Qual é o grande desafio da questão racial que se evidencia a partir do resultado das eleições?

Considerando o resultado das eleições, o que observamos é a necessidade de eleger mais mulheres negras no Brasil. Em 2020 elegeram-se mulheres para comandar 12% das prefeituras do Brasil, das quais 4% negras. Nas Câmaras Municipais, 16% de mulheres pelo Brasil, com 6% de negras no total das cadeiras. Em 2024 o resultado melhorou, com cerca de 4,5% de prefeitas negras e 7,5% de vereadoras negras. Mas é preciso avançar porque as mulheres negras correspondem a 28% da população brasileira. Observando a legislação, é muito importante que se estabeleça proporcionalidade na distribuição do dinheiro para as campanhas do Brasil, para respeitar a equidade de gênero e de raça.

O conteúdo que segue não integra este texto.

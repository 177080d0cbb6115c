//! Nonblocking, ordered, byte-stream I/O over a connected TCP socket.
//!
//! Each direction (`recv`/`send`) keeps its own FIFO queue of pending
//! requests; a request is tried inline first, and only falls back to the
//! queue plus an armed readiness callback when the kernel reports
//! `WouldBlock`. The two directions never interfere with each other.

use std::cell::RefCell;
use std::collections::VecDeque;
use std::io::{self, Read, Write};
use std::os::unix::io::{AsRawFd, RawFd};
use std::rc::Rc;

use bytes::{Bytes, BytesMut};
use mio::net::TcpStream;

use super::end_point::Endpoint;
use super::event_loop::EventLoop;

/// Outcome of a completed `async_recv`.
pub enum RecvOutcome {
    /// The destination buffer, truncated to the bytes actually received
    /// (`len() >= 1`).
    Data(BytesMut),
    /// The peer performed an orderly shutdown; no more data will arrive.
    Eof,
}

type RecvHandler = Box<dyn FnOnce(&mut EventLoop, io::Result<RecvOutcome>)>;
type SendHandler = Box<dyn FnOnce(&mut EventLoop, io::Result<()>)>;

struct RecvReq {
    dest: BytesMut,
    handler: RecvHandler,
}

struct SendReq {
    remaining: Bytes,
    handler: SendHandler,
}

struct Inner {
    stream: Option<TcpStream>,
    fd: RawFd,
    remote: Endpoint,
    recv_queue: VecDeque<RecvReq>,
    send_queue: VecDeque<SendReq>,
}

/// A single TCP stream endpoint. Cloning a `Connection` handle shares the
/// same underlying socket and queues (single-threaded, so `Rc<RefCell<_>>`
/// is sufficient — there is never a second thread to race with).
#[derive(Clone)]
pub struct Connection {
    inner: Rc<RefCell<Inner>>,
}

impl Connection {
    pub fn from_stream(stream: TcpStream, remote: Endpoint) -> Connection {
        let fd = stream.as_raw_fd();
        Connection {
            inner: Rc::new(RefCell::new(Inner {
                stream: Some(stream),
                fd,
                remote,
                recv_queue: VecDeque::new(),
                send_queue: VecDeque::new(),
            })),
        }
    }

    pub fn remote(&self) -> Endpoint {
        self.inner.borrow().remote.clone()
    }

    pub fn is_open(&self) -> bool {
        self.inner.borrow().stream.is_some()
    }

    fn fd(&self) -> RawFd {
        self.inner.borrow().fd
    }

    /// Deliver between 1 and `dest.capacity()` bytes into `dest`, then call
    /// `handler`. A clean peer close surfaces as `Ok(RecvOutcome::Eof)`.
    pub fn async_recv(&self, lp: &mut EventLoop, mut dest: BytesMut, handler: RecvHandler) {
        if !self.is_open() {
            handler(lp, Err(closed_error()));
            return;
        }

        match self.try_recv(&mut dest) {
            Some(result) => handler(lp, result),
            None => {
                self.inner.borrow_mut().recv_queue.push_back(RecvReq { dest, handler });
                self.arm_readable(lp);
            }
        }
    }

    /// Transmit the entirety of `data`, then call `handler`. Partial writes
    /// are hidden from the caller: the remainder stays queued until the
    /// socket is writable again.
    pub fn async_send(&self, lp: &mut EventLoop, data: Bytes, handler: SendHandler) {
        if !self.is_open() {
            handler(lp, Err(closed_error()));
            return;
        }

        match self.try_send(&data) {
            TrySend::Done(result) => handler(lp, result),
            TrySend::Partial(remaining) => {
                self.inner.borrow_mut().send_queue.push_back(SendReq { remaining, handler });
                self.arm_writable(lp);
            }
        }
    }

    /// Disarm from the loop, close the socket, and drop all pending
    /// requests without invoking their handlers. Idempotent only in the
    /// sense that a second call is a no-op; calling recv/send afterwards
    /// reports a closed-connection error rather than panicking.
    pub fn close(&self, lp: &mut EventLoop) {
        let mut inner = self.inner.borrow_mut();
        if inner.stream.take().is_some() {
            lp.remove(inner.fd);
        }
        inner.recv_queue.clear();
        inner.send_queue.clear();
    }

    fn arm_readable(&self, lp: &mut EventLoop) {
        let conn = self.clone();
        lp.set_in_event(
            self.fd(),
            Some(Box::new(move |lp| conn.drain_recv(lp))),
        );
    }

    fn arm_writable(&self, lp: &mut EventLoop) {
        let conn = self.clone();
        lp.set_out_event(
            self.fd(),
            Some(Box::new(move |lp| conn.drain_send(lp))),
        );
    }

    fn drain_recv(&self, lp: &mut EventLoop) {
        loop {
            let front = self.inner.borrow_mut().recv_queue.pop_front();
            let mut req = match front {
                Some(r) => r,
                None => {
                    lp.set_in_event(self.fd(), None);
                    return;
                }
            };

            match self.try_recv(&mut req.dest) {
                Some(result) => (req.handler)(lp, result),
                None => {
                    self.inner.borrow_mut().recv_queue.push_front(req);
                    return;
                }
            }
        }
    }

    fn drain_send(&self, lp: &mut EventLoop) {
        loop {
            let front = self.inner.borrow_mut().send_queue.pop_front();
            let mut req = match front {
                Some(r) => r,
                None => {
                    lp.set_out_event(self.fd(), None);
                    return;
                }
            };

            match self.try_send(&req.remaining) {
                TrySend::Done(result) => (req.handler)(lp, result),
                TrySend::Partial(remaining) => {
                    req.remaining = remaining;
                    self.inner.borrow_mut().send_queue.push_front(req);
                    return;
                }
            }
        }
    }

    fn try_recv(&self, dest: &mut BytesMut) -> Option<io::Result<RecvOutcome>> {
        let mut inner = self.inner.borrow_mut();
        let stream = inner.stream.as_mut()?;
        let cap = dest.capacity();
        dest.clear();
        dest.resize(cap, 0);
        match stream.read(&mut dest[..]) {
            Ok(0) => Some(Ok(RecvOutcome::Eof)),
            Ok(n) => {
                dest.truncate(n);
                Some(Ok(RecvOutcome::Data(dest.split())))
            }
            Err(e) if e.kind() == io::ErrorKind::WouldBlock => None,
            Err(e) => Some(Err(e)),
        }
    }

    fn try_send(&self, data: &Bytes) -> TrySend {
        let mut inner = self.inner.borrow_mut();
        let stream = match inner.stream.as_mut() {
            Some(s) => s,
            None => return TrySend::Done(Err(closed_error())),
        };
        match stream.write(data) {
            Ok(n) if n == data.len() => TrySend::Done(Ok(())),
            Ok(n) => TrySend::Partial(data.slice(n..)),
            Err(e) if e.kind() == io::ErrorKind::WouldBlock => TrySend::Partial(data.clone()),
            Err(e) => TrySend::Done(Err(e)),
        }
    }
}

enum TrySend {
    Done(io::Result<()>),
    Partial(Bytes),
}

fn closed_error() -> io::Error {
    io::Error::new(io::ErrorKind::NotConnected, "connection is closed")
}

#[cfg(test)]
mod tests {
    use super::*;
    use crate::net::end_point::{Endpoint, Family};
    use std::net::TcpListener as StdListener;

    fn pair() -> (Connection, Connection, EventLoop) {
        let listener = StdListener::bind("127.0.0.1:0").unwrap();
        let addr = listener.local_addr().unwrap();
        let client_std = std::net::TcpStream::connect(addr).unwrap();
        let (server_std, _) = listener.accept().unwrap();
        client_std.set_nonblocking(true).unwrap();
        server_std.set_nonblocking(true).unwrap();

        let ep = Endpoint::new(Family::Ipv4, "127.0.0.1", addr.port());
        let a = Connection::from_stream(TcpStream::from_std(client_std), ep.clone());
        let b = Connection::from_stream(TcpStream::from_std(server_std), ep);
        (a, b, EventLoop::new().unwrap())
    }

    #[test]
    fn inline_send_then_recv_completes_without_queueing() {
        let (client, server, mut lp) = pair();

        client.async_send(
            &mut lp,
            Bytes::from_static(b"ping"),
            Box::new(|_, res| assert!(res.is_ok())),
        );

        // give the kernel a moment to deliver
        lp.poll_once(Some(std::time::Duration::from_millis(200))).ok();

        let got = Rc::new(RefCell::new(None));
        let got2 = got.clone();
        server.async_recv(
            &mut lp,
            BytesMut::with_capacity(16),
            Box::new(move |_, res| {
                *got2.borrow_mut() = Some(res);
            }),
        );

        match got.borrow().as_ref() {
            Some(Ok(RecvOutcome::Data(buf))) => assert_eq!(&buf[..], b"ping"),
            _ => panic!("expected recv to complete with data"),
        }
    }

    #[test]
    fn close_drops_pending_without_invoking_handlers() {
        let (client, _server, mut lp) = pair();
        client.close(&mut lp);
        assert!(!client.is_open());
    }
}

Pois hoje vigora a distribuição de 30% do recurso para pessoas negras sem a cotização de gênero. É, quando se trata do dinheiro para as mulheres, não há fixação da cotização para as mulheres negras. Por isso, importante ter garantida a cota parte para as mulheres negras. Os números melhoraram de 2020 para 2024, como visto, mas o avanço é lento. Possivelmente a distribuição do dinheiro das campanhas impacta esses números porque as campanhas precisam de investimento financeiro. E para que impacte mais, é preciso ter reservado mais dinheiro público para as mulheres negras.

 


A redução da jornada de trabalho é pauta que está mobilizando parte da sociedade neste momento. É sabido que as mulheres, em geral, acumulam duplas e às vezes até jornadas triplas. Como é a situação da mulher negra no mercado de trabalho?

O debate sobre a modificação da jornada 6 por 1 tem esquentado, com reações de todos os níveis. Há aderência grande, principalmente das pessoas mais jovens, e o assunto chega em momento importante, pois de fato, em se tratando de mulheres negras, acrescenta-se sempre mais uma camada de jornada, considerando qualquer outro grupo social. Quando olhamos os números da massa trabalhadora brasileira, as mulheres negras ocupam os piores empregos, com os menores salários, em condições mais desfavoráveis. Observamos a mulher negra mãe solo na maioria dos lares brasileiros. Como se sabe, a maioria das famílias monoparentais é de mulheres negras. Então há uma sobrecarga de jornada de trabalho, aprofundando ainda mais a desigualdade social quando focamos na mulher negra. Em geral, quando falamos do cuidado, outra pauta importante, com a aprovação da Política Nacional do Cuidado na Câmara dos Deputados, a mulher negra cuida de sua família, cuida da família dos outros, visto que 65% das empregadas domésticas no Brasil são negras, mas não sobra tempo para cuidar de si.

 


Foi aprovado projeto de lei na Câmara dos Deputados, já enviado ao Senado, que trata da Política Nacional de Cuidados, o cuidado entendido como direito e dever das pessoas além da necessidade de se distribuir adequadamente a tarefa de cuidar das pessoas das famílias. O que esse projeto diz em particular para a mulher negra?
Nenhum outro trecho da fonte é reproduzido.